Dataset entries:
● ● ●
// ══════════════════════════════════════════════════════════════════════════
// Helpers
// ══════════════════════════════════════════════════════════════════════════

fn is_exception_class(name: &str) -> bool {
    matches!(name, "ValueError" | "TypeError" | "Exception")
}

fn overflow() -> EvalError {
    EvalError::raise("OverflowError", "integer overflow")
}

/// Bind call arguments to a function's parameters.
///
/// Surplus positionals go to `*args` as a tuple; unknown keywords go to
/// `**kwargs` as a list of `(name, value)` tuples.
fn bind_arguments(
    function: &Function,
    args: Vec<Value>,
    kwargs: Vec<(String, Value)>,
) -> EvalResult<BTreeMap<String, Value>> {
    let params = &function.params;
    let name = &function.name;
    let mut bound: BTreeMap<String, Value> = BTreeMap::new();
    let mut args = args.into_iter();

    for param in &params.positional {
        match args.next() {
            Some(value) => {
                bound.insert(param.name.name.clone(), value);
            }
            None => break,
        }
    }
    let surplus: Vec<Value> = args.collect();
    match &params.vararg {
        Some(vararg) => {
            bound.insert(vararg.name.name.clone(), Value::Tuple(surplus));
        }
        None if !surplus.is_empty() => {
            let expected = params.positional.len();
            return Err(EvalError::raise(
                "TypeError",
                format!(
                    "{name}() takes {expected} positional argument{} but {} were given",
                    if expected == 1 { "" } else { "s" },
                    expected + surplus.len()
                ),
            ));
        }
        None => {}
    }

    let mut extra = Vec::new();
    for (key, value) in kwargs {
        let is_param = params.positional.iter().any(|p| p.name.name == key);
        if !is_param {
            extra.push(Value::Tuple(vec![Value::Str(key), value]));
        } else if bound.contains_key(&key) {
            return Err(EvalError::raise(
                "TypeError",
                format!("{name}() got multiple values for argument '{key}'"),
            ));
        } else {
            bound.insert(key, value);
        }
    }
    match &params.kwarg {
        Some(kwarg) => {
            bound.insert(kwarg.name.name.clone(), Value::List(extra));
        }
        None => {
            if let Some(Value::Tuple(pair)) = extra.first() {
                return Err(EvalError::raise(
                    "TypeError",
                    format!(
                        "{name}() got an unexpected keyword argument '{}'",
                        pair[0].to_str()
                    ),
                ));
            }
        }
    }

    let mut missing = Vec::new();
    for (param, default) in params.positional.iter().zip(&function.defaults) {
        if bound.contains_key(&param.name.name) {
            continue;
        }
        match default {
            Some(value) => {
                bound.insert(param.name.name.clone(), value.clone());
            }
            None => missing.push(format!("'{}'", param.name.name)),
        }
    }
    if !missing.is_empty() {
        return Err(EvalError::raise(
            "TypeError",
            format!(
                "{name}() missing {} required positional argument{}: {}",
                missing.len(),
                if missing.len() == 1 { "" } else { "s" },
                missing.join(" and ")
            ),
        ));
    }
    Ok(bound)
}

/// Split a sequence into exactly `n` values.
fn unpack(value: &Value, n: usize) -> Result<Vec<Value>, String> {
    let items = match value {
        Value::List(items) | Value::Tuple(items) => items,
        other => {
            return Err(format!(
                "cannot unpack non-iterable {} object",
                other.type_name()
            ))
        }
    };
    if items.len() > n {
        Err(format!("too many values to unpack (expected {n})"))
    } else if items.len() < n {
        Err(format!(
            "not enough values to unpack (expected {n}, got {})",
            items.len()
        ))
    } else {
        Ok(items.clone())
    }
}

fn to_int(value: &Value) -> EvalResult<Value> {
    match value {
        Value::Int(n) => Ok(Value::Int(*n)),
        Value::Bool(b) => Ok(Value::Int(*b as i64)),
        Value::Float(n) if n.is_finite() => Ok(Value::Int(n.trunc() as i64)),
        Value::Str(s) => s.trim().replace('_', "").parse().map(Value::Int).map_err(|_| {
            EvalError::raise(
                "ValueError",
                format!("invalid literal for int() with base 10: {value}"),
            )
        }),
        other => Err(EvalError::raise(
            "TypeError",
            format!(
                "int() argument must be a string or a number, not '{}'",
                other.type_name()
            ),
        )),
    }
}

fn unsupported(lv: &Value, op: BinOp, rv: &Value) -> EvalError {
    EvalError::raise(
        "TypeError",
        format!(
            "unsupported operand type(s) for {}: '{}' and '{}'",
            op.symbol(),
            lv.type_name(),
            rv.type_name()
        ),
    )
}

fn compare(lv: &Value, op: BinOp, rv: &Value) -> EvalResult<Value> {
    let ordering = match (lv, rv) {
        (Value::Str(a), Value::Str(b)) => Some(a.cmp(b)),
        _ => match (lv.as_f64(), rv.as_f64()) {
            (Some(a), Some(b)) => a.partial_cmp(&b),
            _ => {
                return Err(EvalError::raise(
                    "TypeError",
                    format!(
                        "'{}' not supported between instances of '{}' and '{}'",
                        op.symbol(),
                        lv.type_name(),
                        rv.type_name()
                    ),
                ))
            }
        },
    };
    let result = match ordering {
        None => false,
        Some(ordering) => match op {
            BinOp::Less => ordering.is_lt(),
            BinOp::Greater => ordering.is_gt(),
            BinOp::LessEq => ordering.is_le(),
            _ => ordering.is_ge(),
        },
    };
    Ok(Value::Bool(result))
}

/// Longest string (in bytes) or list a repetition may build.
const MAX_REPEAT_LEN: usize = 1 << 24;

/// How many copies `seq * times` makes of a sequence of length `len`.
/// Negative counts make none.
fn repeat_count(len: usize, times: i64) -> EvalResult<usize> {
    let times = usize::try_from(times).unwrap_or(0);
    let total = len.checked_mul(times).ok_or_else(|| {
        EvalError::raise(
            "OverflowError",
            "cannot fit repeated sequence into an index-sized integer",
        )
    })?;
    if total > MAX_REPEAT_LEN {
        return Err(EvalError::raise(
            "MemoryError",
            format!("repeated sequence of length {total} exceeds {MAX_REPEAT_LEN}"),
        ));
    }
    Ok(times)
}

fn repeat(items: &[Value], times: i64) -> EvalResult<Vec<Value>> {
    let times = repeat_count(items.len(), times)?;
    Ok(items
        .iter()
        .cloned()
        .cycle()
        .take(items.len() * times)
        .collect())
}

fn int_operands(lv: &Value, rv: &Value) -> Option<(i64, i64)> {
    let as_int = |v: &Value| match v {
        Value::Int(n) => Some(*n),
        Value::Bool(b) => Some(*b as i64),
        _ => None,
    };
    Some((as_int(lv)?, as_int(rv)?))
}

fn arithmetic(lv: &Value, op: BinOp, rv: &Value) -> EvalResult<Value> {
    // Sequence operators first.
    match (lv, op, rv) {
        (Value::Str(a), BinOp::Add, Value::Str(b)) => return Ok(Value::Str(format!("{a}{b}"))),
        (Value::List(a), BinOp::Add, Value::List(b)) => {
            return Ok(Value::List(a.iter().chain(b).cloned().collect()))
        }
        (Value::Tuple(a), BinOp::Add, Value::Tuple(b)) => {
            return Ok(Value::Tuple(a.iter().chain(b).cloned().collect()))
        }
        (Value::Str(s), BinOp::Mul, Value::Int(n)) | (Value::Int(n), BinOp::Mul, Value::Str(s)) => {
            return Ok(Value::Str(s.repeat(repeat_count(s.len(), *n)?)))
        }
        (Value::List(items), BinOp::Mul, Value::Int(n))
        | (Value::Int(n), BinOp::Mul, Value::List(items)) => {
            return Ok(Value::List(repeat(items, *n)?))
        }
        _ => {}
    }

    if let Some((a, b)) = int_operands(lv, rv) {
        return match op {
            BinOp::Add => a.checked_add(b).map(Value::Int).ok_or_else(overflow),
            BinOp::Sub => a.checked_sub(b).map(Value::Int).ok_or_else(overflow),
            BinOp::Mul => a.checked_mul(b).map(Value::Int).ok_or_else(overflow),
            BinOp::Div if b == 0 => Err(EvalError::raise("ZeroDivisionError", "division by zero")),
            BinOp::Div => Ok(Value::Float(a as f64 / b as f64)),
            BinOp::Mod if b == 0 => Err(EvalError::raise(
                "ZeroDivisionError",
                "integer modulo by zero",
            )),
            BinOp::Mod => {
                let r = a.wrapping_rem(b);
                Ok(Value::Int(if r != 0 && (r < 0) != (b < 0) { r + b } else { r }))
            }
            BinOp::Pow if b < 0 => Ok(Value::Float((a as f64).powf(b as f64))),
            BinOp::Pow => u32::try_from(b)
                .ok()
                .and_then(|e| a.checked_pow(e))
                .map(Value::Int)
                .ok_or_else(overflow),
            _ => Err(unsupported(lv, op, rv)),
        };
    }

    let (Some(a), Some(b)) = (lv.as_f64(), rv.as_f64()) else {
        return Err(unsupported(lv, op, rv));
    };
    match op {
        BinOp::Add => Ok(Value::Float(a + b)),
        BinOp::Sub => Ok(Value::Float(a - b)),
        BinOp::Mul => Ok(Value::Float(a * b)),
        BinOp::Div | BinOp::Mod if b == 0.0 => Err(EvalError::raise(
            "ZeroDivisionError",
            "float division by zero",
        )),
        BinOp::Div => Ok(Value::Float(a / b)),
        BinOp::Mod => Ok(Value::Float(a - b * (a / b).floor())),
        BinOp::Pow => Ok(Value::Float(a.powf(b))),
        _ => Err(unsupported(lv, op, rv)),
    }
}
● ● ●
• **Assignment**
Retrieve each line of the data in which the word "values" can be found.

• **Finished exercise**
                format!("{name}() got multiple values for argument '{key}'"),
/// Split a sequence into exactly `n` values.
        Err(format!("too many values to unpack (expected {n})"))
            "not enough values to unpack (expected {n}, got {})",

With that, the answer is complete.